Les multiples conséquences de la situation politique israélienne

Les multiples conséquences de la situation politique israélienne (info # 011606/19) [Analyse]

Par Guy Millière © Metula News Agency

 

Le fait que Binyamin Netanyahou n’ait pu former un gouvernement et qu’il a dû se résoudre à provoquer de nouvelles élections en septembre a de multiples conséquences.

 

Pour la société israélienne au premier chef, bien sûr, puisque celle-ci est condamnée à être dirigée par un gouvernement provisoire qui ne peut que gérer les affaires courantes et se trouve dans l’incapacité de prendre des décisions importantes.

 

Cela a des conséquences pour l’image d’Israël à l’échelle internationale : le pays donnait jusque voici quelques mois une image de stabilité, et Israël avait été classé récemment huitième puissance du monde en termes d’accomplissements et d’influence ; or cette image est écornée et le pays apparaît désormais marqué par l’indécision et par des déchirements qui, vus de l’extérieur, peuvent paraître absurdes.

 

Cela a des conséquences pour la stature de Binyamin Netanyahou, Premier ministre sortant d’Israël. Celui-ci est détesté depuis longtemps par tous ceux qui détestent Israël et qui, tout en le détestant, ne pouvaient pas ne pas noter qu’Israël inspirait le respect.

 

Que Netanyahu n’ait pu former un gouvernement a été décrit par tous ceux qui le détestent comme un échec personnel et, brutalement, les ennuis judiciaires qui pèsent sur sa personne se sont retrouvé étalés dans nombre de journaux et de magazines sur la Planète.

 

Binyamin Netanyahou est un Premier ministre fragilisé, déstabilisé, à un moment où les tensions régionales s’accentuent et où des débats cruciaux pour la région prennent place et impliqueraient qu’Israël ait à sa tête un Premier ministre à même de consacrer toute son attention à ces tensions et ces débats.  

 

Les conséquences touchent aussi le plan de paix de l’administration Trump, et Donald Trump aurait voulu pouvoir s’appuyer sur un gouvernement israélien stable et solide pour avancer.

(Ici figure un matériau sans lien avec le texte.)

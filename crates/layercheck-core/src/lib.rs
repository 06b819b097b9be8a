//! Layercheck Core - drawing layer validation and revision comparison
//!
//! This crate provides:
//! - Layer-name template compilation and rule-set parsing
//! - Color-rule resolution with entity-level fallback and sub-occupancy
//!   colors derived from base-category layers
//! - Per-layer validation verdicts plus document unit checks
//! - Per-layer snapshots and cross-version comparison with significance
//!   classification and compliance insights
//!
//! The core does no file or network I/O. Callers hand over parsed documents
//! and rule sets and receive structured reports.
//!
//! ```ignore
//! use layercheck_core::{validate, extract, compare, Document, RuleSet};
//!
//! let report = validate(&document, &rules);
//! let result = compare(&extract(&base_doc), &extract(&new_doc));
//! ```

pub mod config;
pub mod diff;
pub mod errors;
pub mod logging_facility;
pub mod model;
pub mod rules;
pub mod snapshot;
pub mod store;

pub use layercheck_core_types::schema;

// Re-export commonly used types
pub use config::{ComparisonConfig, EngineConfig, ValidationConfig};
pub use diff::{compare, compare_versions, compare_with_config, ComparisonResult, Significance};
pub use errors::{ExError, ExErrorKind, LayerCheckError, Result};
pub use model::{Color, ColorRequirement, Document, Entity, EntityKind, Layer, LayerRule, RuleSet};
pub use rules::{validate, validate_with_config, ValidationReport, VerdictStatus};
pub use snapshot::{extract, LayerSnapshot};
pub use store::{ComparisonCache, InMemoryVersionStore, VersionRecord, VersionStore};
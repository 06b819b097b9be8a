use thiserror::Error;

/// Result type alias using LayerCheckError
pub type Result<T> = std::result::Result<T, LayerCheckError>;

// ========== Error Facility ==========

/// Canonical error kind taxonomy
///
/// Each kind maps to a stable error code usable for programmatic handling,
/// test assertions and the CLI's error output.
#[derive(Debug, Clone, Copy, PartialEq, Eq)]
pub enum ExErrorKind {
    // Input parsing
    InvalidRuleSet,
    InvalidColorCode,
    InvalidDocument,
    InvalidConfig,

    // Store lookups
    NotFound,

    // Comparison
    /// A comparison result failed its serialization round-trip check
    DeterminismViolation,

    // Integration
    Io,
    Serialization,

    // Internal
    Internal,
}

impl ExErrorKind {
    /// Get the stable error code for this kind
    pub fn code(&self) -> &'static str {
        match self {
            ExErrorKind::InvalidRuleSet => "ERR_INVALID_RULE_SET",
            ExErrorKind::InvalidColorCode => "ERR_INVALID_COLOR_CODE",
            ExErrorKind::InvalidDocument => "ERR_INVALID_DOCUMENT",
            ExErrorKind::InvalidConfig => "ERR_INVALID_CONFIG",
            ExErrorKind::NotFound => "ERR_NOT_FOUND",
            ExErrorKind::DeterminismViolation => "ERR_DETERMINISM_VIOLATION",
            ExErrorKind::Io => "ERR_IO",
            ExErrorKind::Serialization => "ERR_SERIALIZATION",
            ExErrorKind::Internal => "ERR_INTERNAL",
        }
    }
}

/// Canonical structured error type
///
/// Carries a classification kind plus optional context for debugging.
#[derive(Debug, Clone)]
pub struct ExError {
    kind: ExErrorKind,
    op: Option<String>,
    entity_id: Option<String>,
    message: String,
}

impl ExError {
    /// Create a new error with the specified kind
    pub fn new(kind: ExErrorKind) -> Self {
        Self {
            kind,
            op: None,
            entity_id: None,
            message: String::new(),
        }
    }

    /// Add operation context
    pub fn with_op(mut self, op: impl Into<String>) -> Self {
        self.op = Some(op.into());
        self
    }

    /// Add entity context (layer template, version id, ...)
    pub fn with_entity_id(mut self, id: impl Into<String>) -> Self {
        self.entity_id = Some(id.into());
        self
    }

    /// Add custom message
    pub fn with_message(mut self, message: impl Into<String>) -> Self {
        self.message = message.into();
        self
    }

    /// Get the error kind
    pub fn kind(&self) -> ExErrorKind {
        self.kind
    }

    /// Get the stable error code
    pub fn code(&self) -> &'static str {
        self.kind.code()
    }

    /// Get the operation context, if any
    pub fn op(&self) -> Option<&str> {
        self.op.as_deref()
    }

    /// Get the entity context, if any
    pub fn entity_id(&self) -> Option<&str> {
        self.entity_id.as_deref()
    }

    /// Get the error message
    pub fn message(&self) -> &str {
        &self.message
    }
}

impl std::fmt::Display for ExError {
    fn fmt(&self, f: &mut std::fmt::Formatter<'_>) -> std::fmt::Result {
        write!(f, "[{}]", self.code())?;
        if let Some(op) = &self.op {
            write!(f, " in operation '{}'", op)?;
        }
        if !self.message.is_empty() {
            write!(f, ": {}", self.message)?;
        }
        if let Some(entity_id) = &self.entity_id {
            write!(f, " (entity_id: {})", entity_id)?;
        }
        Ok(())
    }
}

impl std::error::Error for ExError {}

// ========== End Error Facility ==========

/// Error taxonomy for layercheck operations
///
/// Validation and comparison never fail; these errors come from parsing
/// caller input, loading configuration and looking up stored versions.
#[derive(Error, Debug, Clone, PartialEq)]
pub enum LayerCheckError {
    /// Rule file is structurally unusable
    #[error("Invalid rule set: {reason}")]
    InvalidRuleSet { reason: String },

    /// A rule's color code could not be interpreted
    #[error("Invalid color code '{code}' for layer template {template}")]
    InvalidColorCode { template: String, code: String },

    /// Parsed document violates the document model
    #[error("Invalid document: {reason}")]
    InvalidDocument { reason: String },

    /// Configuration could not be loaded
    #[error("Invalid configuration: {reason}")]
    InvalidConfig { reason: String },

    /// Version is not present in the store
    #[error("Version not found: {version_id}")]
    VersionNotFound { version_id: String },

    /// Reading or writing a caller-supplied file failed
    #[error("cannot {action} {path}: {message}")]
    Io {
        action: &'static str,
        path: String,
        message: String,
    },

    /// Serialization error (JSON encoding/decoding)
    #[error("Serialization error: {message}")]
    Serialization { message: String },

    /// Failure that fits no other kind
    #[error("Internal error: {message}")]
    Internal { message: String },
}

impl From<LayerCheckError> for ExError {
    fn from(err: LayerCheckError) -> Self {
        match err {
            LayerCheckError::InvalidRuleSet { reason } => {
                ExError::new(ExErrorKind::InvalidRuleSet).with_message(reason)
            }

            LayerCheckError::InvalidColorCode { template, code } => {
                ExError::new(ExErrorKind::InvalidColorCode)
                    .with_entity_id(template)
                    .with_message(format!("Unrecognised color code '{}'", code))
            }

            LayerCheckError::InvalidDocument { reason } => {
                ExError::new(ExErrorKind::InvalidDocument).with_message(reason)
            }

            LayerCheckError::InvalidConfig { reason } => {
                ExError::new(ExErrorKind::InvalidConfig).with_message(reason)
            }

            LayerCheckError::VersionNotFound { version_id } => {
                ExError::new(ExErrorKind::NotFound)
                    .with_entity_id(version_id)
                    .with_message("Version not found")
            }

            LayerCheckError::Io { action, path, message } => ExError::new(ExErrorKind::Io)
                .with_op(action)
                .with_entity_id(path)
                .with_message(message),

            LayerCheckError::Serialization { message } => {
                ExError::new(ExErrorKind::Serialization).with_message(message)
            }

            LayerCheckError::Internal { message } => {
                ExError::new(ExErrorKind::Internal).with_message(message)
            }
        }
    }
}

/// Conversion from serde_json::Error to LayerCheckError
impl From<serde_json::Error> for LayerCheckError {
    fn from(err: serde_json::Error) -> Self {
        LayerCheckError::Serialization {
            message: err.to_string(),
        }
    }
}

/// Conversion from toml::de::Error to LayerCheckError
impl From<toml::de::Error> for LayerCheckError {
    fn from(err: toml::de::Error) -> Self {
        LayerCheckError::InvalidConfig {
            reason: err.message().to_string(),
        }
    }
}

#[cfg(test)]
mod tests {
    use super::*;

    #[test]
    fn test_error_kind_codes() {
        let cases = [
            (ExErrorKind::InvalidRuleSet, "ERR_INVALID_RULE_SET"),
            (ExErrorKind::InvalidColorCode, "ERR_INVALID_COLOR_CODE"),
            (ExErrorKind::InvalidDocument, "ERR_INVALID_DOCUMENT"),
            (ExErrorKind::InvalidConfig, "ERR_INVALID_CONFIG"),
            (ExErrorKind::NotFound, "ERR_NOT_FOUND"),
            (ExErrorKind::Io, "ERR_IO"),
            (ExErrorKind::Serialization, "ERR_SERIALIZATION"),
        ];
        for (kind, expected_code) in cases {
            assert_eq!(kind.code(), expected_code, "Wrong code for {:?}", kind);
        }
    }

    #[test]
    fn test_display_includes_code_op_and_entity() {
        let err = ExError::new(ExErrorKind::NotFound)
            .with_op("get_version")
            .with_entity_id("v9")
            .with_message("Version not found");
        let s = err.to_string();
        assert!(s.starts_with("[ERR_NOT_FOUND]"));
        assert!(s.contains("get_version"));
        assert!(s.contains("v9"));
    }
}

C’est tout le plan de paix qui se trouve du même coup ébranlé, de même que la synergie entre Trump et Netanyahou, en qui Donald Trump voit un partenaire indispensable.

 

Le volet économique du plan de paix sera dévoilé lors de la réunion qui se tiendra à Manama, au Bahreïn, les 25 et 26 juin. La réunion est maintenue, bien que Donald Trump n’ait pas caché son irritation face à ce qu’il a décrit comme le “désordre politique israélien et l’irresponsabilité de quelques politiciens” (il n’est nul besoin d’être grand clerc pour deviner que ce n’est pas Binyamin Netanyahou qu’il visait mais Avigdor Lieberman et ses partisans).

 

Les participants annoncés seront tous là, nul n’ayant jamais pensé que l’Autorité Palestinienne viendrait.

 

Le but sera de poser sur la table des propositions financières à même de dissocier la population placée sous le contrôle du Hamas et de l’Autorité Palestinienne des dirigeants du Hamas et de l’Autorité Palestinienne et de faire comprendre à ces populations qu’un avenir est possible pour elles si elles sortent de l’impasse qui les condamne à la misère et à n’être que des armes de destruction anti-israéliennes et antijuives.

 

Le but sera aussi de dissocier les dirigeants du monde arabe sunnite de ceux du Hamas et de l’Autorité Palestinienne. 

 

Si le premier objectif semble difficile à atteindre en raison de l’intensité de la haine implantée dans la tête des Arabes vivant à Gaza et sur les terres occupées par l’Autorité Palestinienne, et en raison des appareils répressifs dont disposent le Hamas et l’AP, des fissures peuvent néanmoins se faire jour. Des enquêtes montrent en effet qu’une nette proportion des Arabes concernés seraient intéressés par de l’argent et la possibilité éventuelle de partir vivre ailleurs. 

 

Le deuxième objectif est plus facile à atteindre : nombre de dirigeants arabes sunnites considèrent de plus en plus ouvertement la question “palestinienne” comme un fardeau dont ils aimeraient se défaire, le Hamas comme une organisation délétère, et l’Autorité Palestinienne comme une entrave à de meilleures relations avec Israël et les Etats-Unis.

 

Le volet politique du plan de paix dépendra de ce que seront les résultats du premier volet et de l’état d’avancement de l’endiguement du régime des mollahs.

 

L’incertitude politique qui règne en Israël est à même de créer une méfiance chez divers dirigeants du monde arabe sunnite, qui ne s’engageront sans doute pleinement que s’ils perçoivent que l’incertitude peut s’estomper.

 

Le doute est à même d’être utilisée par les amis des organisations “palestiniennes”, qui sont susceptibles de mener diverses actions de déstabilisation. Le régime des mollahs, privé de moyens financiers par l’endiguement, a quasiment coupé les vivres au Hezbollah, mais il peut envisager d’actionner à nouveau le Hamas et le Djihad Islamique à Gaza. Le Hamas peut aussi être actionné par la Turquie : Erdogan est proche des Frères Musulmans dont le Hamas est la création et la branche “palestinienne”.

 

La France, l’Allemagne, et partant les instances dirigeantes de l’Union Européenne soutiennent résolument l’Autorité Palestinienne (et parfois même le Hamas), et peuvent tenter des manœuvres diplomatiques : les chances de succès de ces manœuvres sont minces, mais pas inexistantes.

 

“L’irresponsabilité de quelques politiciens” a eu de quoi irriter Donald Trump. Elle est très lourde de conséquences qui ne sont pas encore toutes visibles.